The Macerich Company (NYSE:MAC) – The real estate investment trust, which owns and leases regional and community shopping centers in the United States, edged onto our ‘hot by options volume’ market scanner today due to put activity in the September contract. Shares were trading lower in the first half of the session, but have recovered to rally 1% higher to $30.91 as of 12:20 pm (EDT). The earlier dip in share price inspired plain-vanilla put buying. It looks like nervous investors purchased approximately 4,000 puts at the September $25 strike for an average premium of $2.50 apiece to secure downside protection. Put-buyers are protected in case MAC’s share price plummets 27.20% from the current day’s value to breach the lower breakeven point at $22.50 by September expiration.

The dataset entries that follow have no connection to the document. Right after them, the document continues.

//! Tracing setup.
//!
//! Every event the server emits uses a `webterm::<area>` target (`startup`,
//! `ws`, `session`, `pty`, `chat`). A preset picks the baseline level per
//! area, `--log area=level` adjusts single areas, and `RUST_LOG` replaces the
//! whole filter when set.

use std::collections::BTreeMap;
use std::str::FromStr;
use tracing::Level;
use tracing_subscriber::{
    fmt::{self, format::FmtSpan},
    layer::SubscriberExt,
    util::SubscriberInitExt,
    EnvFilter,
};

const TARGET_PREFIX: &str = "webterm::";

/// Log output format.
#[derive(Debug, Clone, Copy, Default, PartialEq, Eq)]
pub enum LogFormat {
    #[default]
    Text,
    Json,
}

impl FromStr for LogFormat {
    type Err = String;

    fn from_str(s: &str) -> Result<Self, Self::Err> {
        match s.to_ascii_lowercase().as_str() {
            "text" => Ok(LogFormat::Text),
            "json" => Ok(LogFormat::Json),
            _ => Err(format!("Invalid log format: '{}'. Use 'text' or 'json'.", s)),
        }
    }
}

#[derive(Debug, Clone, Copy, Default, PartialEq, Eq)]
pub enum LogPreset {
    /// Lifecycle and connection events only.
    #[default]
    Production,
    Verbose,
    Debug,
    /// Includes per-request and per-chunk output.
    Trace,
    /// Warnings and errors only.
    Quiet,
}

impl LogPreset {
    /// Pick a preset from CLI flags. The quietest flag given wins, then the
    /// most detailed one.
    pub fn from_flags(verbose: bool, debug: bool, trace: bool, quiet: bool) -> Self {
        match (quiet, trace, debug, verbose) {
            (true, ..) => LogPreset::Quiet,
            (_, true, ..) => LogPreset::Trace,
            (_, _, true, _) => LogPreset::Debug,
            (_, _, _, true) => LogPreset::Verbose,
            _ => LogPreset::Production,
        }
    }

    fn directives(self) -> &'static [&'static str] {
        match self {
            LogPreset::Production => &[
                "webterm::startup=info",
                "webterm::ws=info",
                "webterm::session=info",
                "webterm::pty=info",
                "webterm::chat=warn",
                "tower_http=warn",
            ],
            LogPreset::Verbose => &["webterm=info", "tower_http=info"],
            LogPreset::Debug => &["webterm=debug", "tower_http=debug"],
            LogPreset::Trace => &["webterm=trace", "tower_http=trace"],
            LogPreset::Quiet => &["webterm=warn", "tower_http=error"],
        }
    }
}

/// Logging configuration built from CLI arguments.
#[derive(Debug, Clone, Default)]
pub struct LogConfig {
    pub preset: LogPreset,
    /// Per-target levels, keyed by full target name.
    pub overrides: BTreeMap<String, Level>,
    pub format: LogFormat,
}

impl LogConfig {
    pub fn from_cli(
        verbose: bool,
        debug: bool,
        trace: bool,
        quiet: bool,
        log_overrides: Vec<String>,
        format: LogFormat,
    ) -> Self {
        // Each flag value may hold several comma separated "target=level" pairs.
        let overrides = log_overrides
            .iter()
            .flat_map(|arg| arg.split(','))
            .filter_map(|pair| {
                let (target, level) = pair.split_once('=')?;
                let level = Level::from_str(level.trim()).ok()?;
                Some((full_target(target.trim()), level))
            })
            .collect();

        Self {
            preset: LogPreset::from_flags(verbose, debug, trace, quiet),
            overrides,
            format,
        }
    }

    /// Filter directives for the preset followed by the overrides.
    pub fn directives(&self) -> Vec<String> {
        self.preset
            .directives()
            .iter()
            .map(|d| d.to_string())
            .chain(
                self.overrides
                    .iter()
                    .map(|(target, level)| format!("{}={}", target, level.as_str().to_ascii_lowercase())),
            )
            .collect()
    }

    /// `RUST_LOG` if set, else the preset with overrides applied.
    pub fn build_filter(&self) -> EnvFilter {
        if let Ok(env_filter) = EnvFilter::try_from_default_env() {
            return env_filter;
        }
        EnvFilter::try_new(self.directives().join(",")).unwrap_or_else(|_| EnvFilter::new("info"))
    }
}

/// `"pty"` becomes `"webterm::pty"`; full targets and `tower_http` pass through.
fn full_target(target: &str) -> String {
    if target.starts_with(TARGET_PREFIX) || target == "webterm" || target.starts_with("tower_http") {
        target.to_string()
    } else {
        format!("{}{}", TARGET_PREFIX, target)
    }
}

/// Install the global subscriber.
pub fn init(config: &LogConfig) {
    let filter = config.build_filter();
    let registry = tracing_subscriber::registry().with(filter);

    match config.format {
        LogFormat::Text => registry
            .with(
                fmt::layer()
                    .with_target(true)
                    .with_thread_names(true)
                    .with_file(false)
                    .with_line_number(false),
            )
            .init(),
        LogFormat::Json => registry
            .with(
                fmt::layer()
                    .json()
                    .with_target(true)
                    .with_span_events(FmtSpan::CLOSE),
            )
            .init(),
    }
}

#[cfg(test)]
mod tests {
    use super::*;

    #[test]
    fn test_log_format_from_str() {
        assert_eq!("text".parse::<LogFormat>().unwrap(), LogFormat::Text);
        assert_eq!("JSON".parse::<LogFormat>().unwrap(), LogFormat::Json);
        assert!("xml".parse::<LogFormat>().is_err());
    }

    #[test]
    fn test_preset_priority() {
        assert_eq!(LogPreset::from_flags(true, true, true, true), LogPreset::Quiet);
        assert_eq!(LogPreset::from_flags(true, true, true, false), LogPreset::Trace);
        assert_eq!(LogPreset::from_flags(true, true, false, false), LogPreset::Debug);
        assert_eq!(LogPreset::from_flags(true, false, false, false), LogPreset::Verbose);
        assert_eq!(LogPreset::from_flags(false, false, false, false), LogPreset::Production);
    }

    #[test]
    fn test_overrides_are_normalized() {
        let config = LogConfig::from_cli(
            false,
            false,
            false,
            false,
            vec![
                "pty=debug".into(),
                "ws=trace, chat=INFO".into(),
                "webterm::session=warn".into(),
                "tower_http=trace".into(),
            ],
            LogFormat::Text,
        );

        assert_eq!(config.overrides.get("webterm::pty"), Some(&Level::DEBUG));
        assert_eq!(config.overrides.get("webterm::ws"), Some(&Level::TRACE));
        assert_eq!(config.overrides.get("webterm::chat"), Some(&Level::INFO));
        assert_eq!(config.overrides.get("webterm::session"), Some(&Level::WARN));
        assert_eq!(config.overrides.get("tower_http"), Some(&Level::TRACE));
    }

    #[test]
    fn test_bad_overrides_are_ignored() {
        let config = LogConfig::from_cli(
            false,
            false,
            false,
            false,
            vec!["pty=loud".into(), "no-equals-sign".into()],
            LogFormat::Json,
        );
        assert!(config.overrides.is_empty());
        assert_eq!(config.format, LogFormat::Json);
    }

    #[test]
    fn test_overrides_follow_preset_directives() {
        let config = LogConfig::from_cli(false, false, false, true, vec!["pty=debug".into()], LogFormat::Text);
        assert_eq!(
            config.directives(),
            vec!["webterm=warn", "tower_http=error", "webterm::pty=debug"]
        );
    }
}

Annaly Capital Management, Inc. (NYSE:NLY) – Bearish investors pawed at put options on mortgage-backed securities investment firm, Annaly Capital Management, today as shares of the underlying stock slipped 2.40% to $17.45. Pessimistic traders bracing for continued share price erosion over the next six months purchased 1,300 puts at the July $12.5 strike for an average premium of $0.21 per contract. These put contracts yield profits to the downside should NLY shares fall another 29.50% from the current price to breach the effective breakeven point at $12.29 by July expiration. Investors who are perhaps expecting an all out collapse in the value of the stock looked to the January 2012 $7.5 strike where 3,000 put options were picked up for an average premium of $0.59 apiece. Long-term bearish put-buyers accrue profits if shares of the underlying stock pare 60% of the current day’s value to fall beneath the breakeven point of $6.91 by January 2012 expiration. We note that shares of Annaly Capital Management have not traded under $10.95 in the past five years.